> **DESCRIPTION OF THE TASK**
Work through the data below and copy out every line where "tracing" is found.

+ + + +

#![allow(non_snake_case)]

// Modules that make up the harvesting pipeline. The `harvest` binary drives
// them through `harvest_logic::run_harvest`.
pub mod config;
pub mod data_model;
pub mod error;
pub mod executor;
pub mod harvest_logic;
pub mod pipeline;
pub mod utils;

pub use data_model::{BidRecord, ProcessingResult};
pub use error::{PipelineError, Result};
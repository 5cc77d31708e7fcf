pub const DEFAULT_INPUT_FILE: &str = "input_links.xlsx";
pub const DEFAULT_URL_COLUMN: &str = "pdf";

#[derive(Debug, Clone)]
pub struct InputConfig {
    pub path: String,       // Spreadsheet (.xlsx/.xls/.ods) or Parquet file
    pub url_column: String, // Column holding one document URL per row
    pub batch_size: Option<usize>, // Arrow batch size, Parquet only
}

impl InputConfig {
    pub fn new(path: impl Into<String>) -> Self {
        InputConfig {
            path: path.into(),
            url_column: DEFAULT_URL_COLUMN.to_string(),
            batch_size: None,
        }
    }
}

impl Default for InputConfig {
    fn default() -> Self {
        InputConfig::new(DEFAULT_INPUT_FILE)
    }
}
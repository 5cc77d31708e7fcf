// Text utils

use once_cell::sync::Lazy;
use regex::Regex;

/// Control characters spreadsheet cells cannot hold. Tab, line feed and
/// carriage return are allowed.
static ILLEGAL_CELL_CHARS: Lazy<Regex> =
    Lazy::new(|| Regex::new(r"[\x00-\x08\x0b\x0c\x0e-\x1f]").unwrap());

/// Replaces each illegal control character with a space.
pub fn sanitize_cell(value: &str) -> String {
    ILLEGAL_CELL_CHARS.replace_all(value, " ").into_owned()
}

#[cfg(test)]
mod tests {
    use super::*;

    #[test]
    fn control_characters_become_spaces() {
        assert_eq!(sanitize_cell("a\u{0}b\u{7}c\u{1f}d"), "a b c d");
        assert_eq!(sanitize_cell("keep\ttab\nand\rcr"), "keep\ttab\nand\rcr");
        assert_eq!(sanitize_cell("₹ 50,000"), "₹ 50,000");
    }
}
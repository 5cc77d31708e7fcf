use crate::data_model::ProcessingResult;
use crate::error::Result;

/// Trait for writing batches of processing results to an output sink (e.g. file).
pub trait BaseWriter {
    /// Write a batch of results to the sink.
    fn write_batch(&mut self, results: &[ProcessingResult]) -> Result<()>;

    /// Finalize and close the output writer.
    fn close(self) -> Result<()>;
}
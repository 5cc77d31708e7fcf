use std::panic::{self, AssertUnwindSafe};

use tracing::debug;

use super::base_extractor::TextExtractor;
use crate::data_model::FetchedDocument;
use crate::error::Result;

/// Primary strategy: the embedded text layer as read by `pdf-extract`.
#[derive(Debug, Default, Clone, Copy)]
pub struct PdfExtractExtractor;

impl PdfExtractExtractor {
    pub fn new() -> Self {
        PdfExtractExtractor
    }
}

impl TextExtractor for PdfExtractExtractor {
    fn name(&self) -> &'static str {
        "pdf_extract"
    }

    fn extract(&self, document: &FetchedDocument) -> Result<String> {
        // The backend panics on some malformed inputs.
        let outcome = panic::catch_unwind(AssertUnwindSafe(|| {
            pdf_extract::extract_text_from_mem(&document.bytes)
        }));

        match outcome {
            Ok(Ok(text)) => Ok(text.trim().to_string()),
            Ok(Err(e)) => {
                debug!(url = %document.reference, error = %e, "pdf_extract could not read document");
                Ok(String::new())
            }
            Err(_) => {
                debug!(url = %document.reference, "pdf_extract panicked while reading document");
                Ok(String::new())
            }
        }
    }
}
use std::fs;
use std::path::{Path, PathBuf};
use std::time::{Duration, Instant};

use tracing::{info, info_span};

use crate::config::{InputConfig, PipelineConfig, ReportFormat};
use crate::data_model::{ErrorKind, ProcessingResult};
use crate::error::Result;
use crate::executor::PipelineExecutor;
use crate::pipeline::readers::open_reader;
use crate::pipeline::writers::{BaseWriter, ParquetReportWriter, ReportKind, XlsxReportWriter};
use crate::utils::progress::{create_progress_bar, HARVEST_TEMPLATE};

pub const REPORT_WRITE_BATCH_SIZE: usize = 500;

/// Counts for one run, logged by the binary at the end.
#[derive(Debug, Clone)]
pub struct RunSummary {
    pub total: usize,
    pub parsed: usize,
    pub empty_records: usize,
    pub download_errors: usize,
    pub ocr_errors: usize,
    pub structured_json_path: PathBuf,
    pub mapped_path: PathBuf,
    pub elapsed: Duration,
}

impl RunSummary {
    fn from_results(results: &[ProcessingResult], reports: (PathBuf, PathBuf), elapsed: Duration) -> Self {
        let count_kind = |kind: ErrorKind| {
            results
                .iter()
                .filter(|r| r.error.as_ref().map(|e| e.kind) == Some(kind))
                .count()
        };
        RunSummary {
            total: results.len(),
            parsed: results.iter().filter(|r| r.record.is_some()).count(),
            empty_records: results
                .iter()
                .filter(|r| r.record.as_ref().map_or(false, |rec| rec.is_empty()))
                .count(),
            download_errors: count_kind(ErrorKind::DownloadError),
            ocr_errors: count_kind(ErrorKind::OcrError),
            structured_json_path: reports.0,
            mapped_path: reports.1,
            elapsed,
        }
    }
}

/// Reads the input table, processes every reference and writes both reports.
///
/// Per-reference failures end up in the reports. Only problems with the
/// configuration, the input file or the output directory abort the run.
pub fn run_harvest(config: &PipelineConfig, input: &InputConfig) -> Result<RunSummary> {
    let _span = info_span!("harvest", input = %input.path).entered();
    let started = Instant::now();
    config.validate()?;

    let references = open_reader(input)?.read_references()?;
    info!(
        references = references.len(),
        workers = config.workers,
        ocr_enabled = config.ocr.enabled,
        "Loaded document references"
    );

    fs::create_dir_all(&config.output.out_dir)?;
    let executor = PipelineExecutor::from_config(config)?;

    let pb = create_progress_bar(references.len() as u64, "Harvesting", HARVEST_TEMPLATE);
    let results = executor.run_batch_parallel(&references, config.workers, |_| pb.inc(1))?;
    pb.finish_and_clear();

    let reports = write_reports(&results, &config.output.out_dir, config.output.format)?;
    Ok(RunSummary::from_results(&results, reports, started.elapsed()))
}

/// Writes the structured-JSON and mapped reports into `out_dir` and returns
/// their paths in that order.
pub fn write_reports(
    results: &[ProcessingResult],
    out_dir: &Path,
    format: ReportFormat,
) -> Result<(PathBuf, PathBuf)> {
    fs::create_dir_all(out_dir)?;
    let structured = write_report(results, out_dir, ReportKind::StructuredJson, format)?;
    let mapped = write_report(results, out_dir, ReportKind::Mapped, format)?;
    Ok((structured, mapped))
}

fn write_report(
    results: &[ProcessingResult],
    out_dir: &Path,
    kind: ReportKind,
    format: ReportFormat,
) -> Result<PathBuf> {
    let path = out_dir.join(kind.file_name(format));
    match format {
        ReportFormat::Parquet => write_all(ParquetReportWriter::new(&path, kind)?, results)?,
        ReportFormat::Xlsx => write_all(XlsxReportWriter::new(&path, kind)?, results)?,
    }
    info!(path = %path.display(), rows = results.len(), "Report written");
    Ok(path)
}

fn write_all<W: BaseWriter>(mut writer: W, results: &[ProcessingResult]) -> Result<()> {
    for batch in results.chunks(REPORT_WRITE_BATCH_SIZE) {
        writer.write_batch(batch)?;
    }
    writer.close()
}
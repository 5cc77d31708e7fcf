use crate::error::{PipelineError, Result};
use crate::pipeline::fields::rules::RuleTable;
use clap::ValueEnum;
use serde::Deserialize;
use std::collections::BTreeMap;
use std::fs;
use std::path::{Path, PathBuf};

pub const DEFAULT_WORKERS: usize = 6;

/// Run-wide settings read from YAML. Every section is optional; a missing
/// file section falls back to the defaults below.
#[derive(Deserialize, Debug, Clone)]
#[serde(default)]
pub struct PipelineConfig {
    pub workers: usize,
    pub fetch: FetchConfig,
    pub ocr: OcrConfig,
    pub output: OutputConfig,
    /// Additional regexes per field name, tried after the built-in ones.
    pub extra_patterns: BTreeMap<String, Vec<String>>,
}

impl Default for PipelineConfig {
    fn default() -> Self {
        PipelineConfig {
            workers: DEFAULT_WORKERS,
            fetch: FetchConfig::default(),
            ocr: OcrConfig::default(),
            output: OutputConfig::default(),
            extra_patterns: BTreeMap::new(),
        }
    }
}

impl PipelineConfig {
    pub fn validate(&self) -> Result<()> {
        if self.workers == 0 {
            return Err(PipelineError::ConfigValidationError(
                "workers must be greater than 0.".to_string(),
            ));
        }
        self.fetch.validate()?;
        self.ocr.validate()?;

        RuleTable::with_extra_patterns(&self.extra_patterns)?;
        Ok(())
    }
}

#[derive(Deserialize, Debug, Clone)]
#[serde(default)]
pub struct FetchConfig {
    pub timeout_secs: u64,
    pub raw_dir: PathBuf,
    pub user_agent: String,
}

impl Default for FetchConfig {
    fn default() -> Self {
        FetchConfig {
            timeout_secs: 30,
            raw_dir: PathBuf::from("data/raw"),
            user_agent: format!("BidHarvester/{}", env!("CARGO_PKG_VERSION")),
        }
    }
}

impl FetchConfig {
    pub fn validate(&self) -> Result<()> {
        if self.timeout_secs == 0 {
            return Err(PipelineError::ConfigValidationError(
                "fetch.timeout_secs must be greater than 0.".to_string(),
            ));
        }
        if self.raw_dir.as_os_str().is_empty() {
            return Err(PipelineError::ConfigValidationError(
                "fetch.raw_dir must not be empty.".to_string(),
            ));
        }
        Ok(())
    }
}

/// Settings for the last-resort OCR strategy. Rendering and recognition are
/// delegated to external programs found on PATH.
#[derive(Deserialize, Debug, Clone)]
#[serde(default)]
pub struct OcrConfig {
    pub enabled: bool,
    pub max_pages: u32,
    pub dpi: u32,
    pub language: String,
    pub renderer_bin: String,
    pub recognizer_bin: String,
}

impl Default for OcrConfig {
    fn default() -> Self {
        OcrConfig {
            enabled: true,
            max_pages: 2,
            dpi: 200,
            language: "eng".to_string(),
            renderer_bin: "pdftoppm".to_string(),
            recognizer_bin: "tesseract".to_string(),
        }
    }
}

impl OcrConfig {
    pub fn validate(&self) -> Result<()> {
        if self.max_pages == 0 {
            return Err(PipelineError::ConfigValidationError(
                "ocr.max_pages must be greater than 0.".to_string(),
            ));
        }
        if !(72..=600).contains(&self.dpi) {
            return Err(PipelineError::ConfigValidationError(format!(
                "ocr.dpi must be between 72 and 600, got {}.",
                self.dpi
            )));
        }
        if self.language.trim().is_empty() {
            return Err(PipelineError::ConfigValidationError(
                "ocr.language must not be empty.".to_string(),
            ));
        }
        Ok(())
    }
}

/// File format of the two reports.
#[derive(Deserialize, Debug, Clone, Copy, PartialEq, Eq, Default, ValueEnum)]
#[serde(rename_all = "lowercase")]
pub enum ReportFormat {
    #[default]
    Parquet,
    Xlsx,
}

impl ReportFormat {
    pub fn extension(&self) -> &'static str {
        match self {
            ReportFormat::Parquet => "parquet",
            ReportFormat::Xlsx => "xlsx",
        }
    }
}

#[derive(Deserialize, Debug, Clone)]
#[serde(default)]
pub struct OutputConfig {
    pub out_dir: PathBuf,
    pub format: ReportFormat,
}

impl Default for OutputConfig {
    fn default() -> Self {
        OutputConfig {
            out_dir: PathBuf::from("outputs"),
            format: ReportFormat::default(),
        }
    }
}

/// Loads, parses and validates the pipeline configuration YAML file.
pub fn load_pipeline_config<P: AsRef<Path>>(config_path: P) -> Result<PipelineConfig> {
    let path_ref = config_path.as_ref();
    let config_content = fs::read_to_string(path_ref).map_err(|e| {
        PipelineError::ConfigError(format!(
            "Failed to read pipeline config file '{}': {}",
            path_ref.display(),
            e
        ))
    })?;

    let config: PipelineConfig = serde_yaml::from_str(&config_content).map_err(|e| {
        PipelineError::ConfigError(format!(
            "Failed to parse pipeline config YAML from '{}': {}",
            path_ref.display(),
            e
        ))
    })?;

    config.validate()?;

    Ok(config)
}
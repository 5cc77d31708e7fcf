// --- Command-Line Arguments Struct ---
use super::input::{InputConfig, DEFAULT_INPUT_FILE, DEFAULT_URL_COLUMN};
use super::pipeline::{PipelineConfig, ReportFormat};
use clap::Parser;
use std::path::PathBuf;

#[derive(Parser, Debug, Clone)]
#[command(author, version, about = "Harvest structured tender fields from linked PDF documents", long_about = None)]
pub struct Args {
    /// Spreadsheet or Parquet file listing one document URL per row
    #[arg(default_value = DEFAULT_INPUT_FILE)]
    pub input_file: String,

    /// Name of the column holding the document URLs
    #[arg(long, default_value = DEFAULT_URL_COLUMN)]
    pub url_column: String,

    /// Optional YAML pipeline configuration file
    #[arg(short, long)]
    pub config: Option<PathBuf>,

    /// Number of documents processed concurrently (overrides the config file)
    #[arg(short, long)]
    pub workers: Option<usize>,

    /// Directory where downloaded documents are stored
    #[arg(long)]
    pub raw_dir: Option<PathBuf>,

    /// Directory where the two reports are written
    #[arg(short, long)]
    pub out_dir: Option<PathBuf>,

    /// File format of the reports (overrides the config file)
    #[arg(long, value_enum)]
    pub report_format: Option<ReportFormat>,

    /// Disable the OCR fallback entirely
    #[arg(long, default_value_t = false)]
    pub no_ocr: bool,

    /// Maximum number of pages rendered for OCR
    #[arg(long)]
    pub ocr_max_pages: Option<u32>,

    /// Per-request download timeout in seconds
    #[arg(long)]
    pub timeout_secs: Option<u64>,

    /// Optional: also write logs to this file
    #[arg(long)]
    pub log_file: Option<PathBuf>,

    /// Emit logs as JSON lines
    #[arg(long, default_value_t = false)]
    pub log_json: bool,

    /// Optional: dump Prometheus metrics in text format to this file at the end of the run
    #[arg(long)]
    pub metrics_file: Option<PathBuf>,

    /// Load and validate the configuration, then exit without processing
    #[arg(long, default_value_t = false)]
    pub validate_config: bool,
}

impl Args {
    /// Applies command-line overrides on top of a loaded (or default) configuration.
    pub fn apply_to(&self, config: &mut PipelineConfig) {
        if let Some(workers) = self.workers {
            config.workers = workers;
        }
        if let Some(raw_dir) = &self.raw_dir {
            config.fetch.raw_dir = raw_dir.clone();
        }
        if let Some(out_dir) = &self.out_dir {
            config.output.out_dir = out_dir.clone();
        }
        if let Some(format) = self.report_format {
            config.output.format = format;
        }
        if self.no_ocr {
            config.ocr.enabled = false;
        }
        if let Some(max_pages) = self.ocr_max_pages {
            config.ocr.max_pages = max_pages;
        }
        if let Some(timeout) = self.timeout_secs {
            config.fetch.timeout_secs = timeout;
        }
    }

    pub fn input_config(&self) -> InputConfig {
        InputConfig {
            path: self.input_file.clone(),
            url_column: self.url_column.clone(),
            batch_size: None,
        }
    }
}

+ + + +

> **RESULT OF THE TASK**
use tracing::debug;
use tracing::{info, info_span};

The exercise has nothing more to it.